Find the string "emitting" in the data, then copy every line where it is found.

# Excerpted data
== Segment start ==
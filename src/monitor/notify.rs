use std::cell::RefCell;
use std::fmt;
use std::rc::{Rc, Weak};

/// Event name used when a downgrade is forwarded to page-level listeners.
pub const DOWNGRADE_EVENT: &str = "shader:performance-downgrade";

/// Payload of a performance downgrade.
#[derive(Debug, Clone, Copy, PartialEq, serde::Serialize)]
#[serde(rename_all = "camelCase")]
pub struct DowngradeEvent {
    /// Average FPS over the window that triggered, rounded to one decimal.
    pub avg_fps: f64,
}

type Listener = Box<dyn FnMut(&DowngradeEvent)>;

#[derive(Default)]
struct BusInner {
    listeners: Vec<(u64, Listener)>,
    next_id: u64,
    emitting: bool,
    /// Ids unsubscribed while their listener was detached for delivery.
    dropped_during_emit: Vec<u64>,
}

/// Subscription list for downgrade notifications.
///
/// Cloning yields another handle onto the same list, so one bus can be
/// shared by several monitors when page-wide broadcast is wanted.
#[derive(Clone, Default)]
pub struct DowngradeBus {
    inner: Rc<RefCell<BusInner>>,
}

impl DowngradeBus {
    /// Create an empty bus.
    #[must_use]
    pub fn new() -> Self {
        Self::default()
    }

    /// Register `listener`. It stays registered until the returned
    /// [`Subscription`] is dropped.
    #[must_use = "dropping the subscription unsubscribes immediately"]
    pub fn subscribe(
        &self,
        listener: impl FnMut(&DowngradeEvent) + 'static,
    ) -> Subscription {
        let mut inner = self.inner.borrow_mut();
        let id = inner.next_id;
        inner.next_id += 1;
        inner.listeners.push((id, Box::new(listener)));
        Subscription {
            bus: Rc::downgrade(&self.inner),
            id,
        }
    }

    /// Number of live subscriptions.
    pub fn listener_count(&self) -> usize {
        self.inner.borrow().listeners.len()
    }

    /// Deliver `event` to every listener.
    ///
    /// Listeners are detached while they run, so a listener may subscribe
    /// or drop subscriptions on this bus without deadlocking.
    pub fn emit(&self, event: &DowngradeEvent) {
        let mut running = {
            let mut inner = self.inner.borrow_mut();
            inner.emitting = true;
            std::mem::take(&mut inner.listeners)
        };
        for (_, listener) in &mut running {
            listener(event);
        }
        let mut inner = self.inner.borrow_mut();
        inner.emitting = false;
        let dropped = std::mem::take(&mut inner.dropped_during_emit);
        running.retain(|(id, _)| !dropped.contains(id));
        // Subscriptions added during delivery go after the originals.
        running.append(&mut inner.listeners);
        inner.listeners = running;
    }

    fn unsubscribe(inner: &RefCell<BusInner>, id: u64) {
        if let Ok(mut inner) = inner.try_borrow_mut() {
            inner.listeners.retain(|(existing, _)| *existing != id);
            if inner.emitting {
                inner.dropped_during_emit.push(id);
            }
        }
    }
}

impl fmt::Debug for DowngradeBus {
    fn fmt(&self, f: &mut fmt::Formatter<'_>) -> fmt::Result {
        f.debug_struct("DowngradeBus")
            .field("listeners", &self.listener_count())
            .finish()
    }
}

/// Unsubscribes its listener when dropped.
#[derive(Debug)]
pub struct Subscription {
    bus: Weak<RefCell<BusInner>>,
    id: u64,
}

impl Drop for Subscription {
    fn drop(&mut self) {
        if let Some(inner) = self.bus.upgrade() {
            DowngradeBus::unsubscribe(&inner, self.id);
        }
    }
}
== Segment end ==
# Exercise answer
    emitting: bool,
            inner.emitting = true;
        inner.emitting = false;
            if inner.emitting {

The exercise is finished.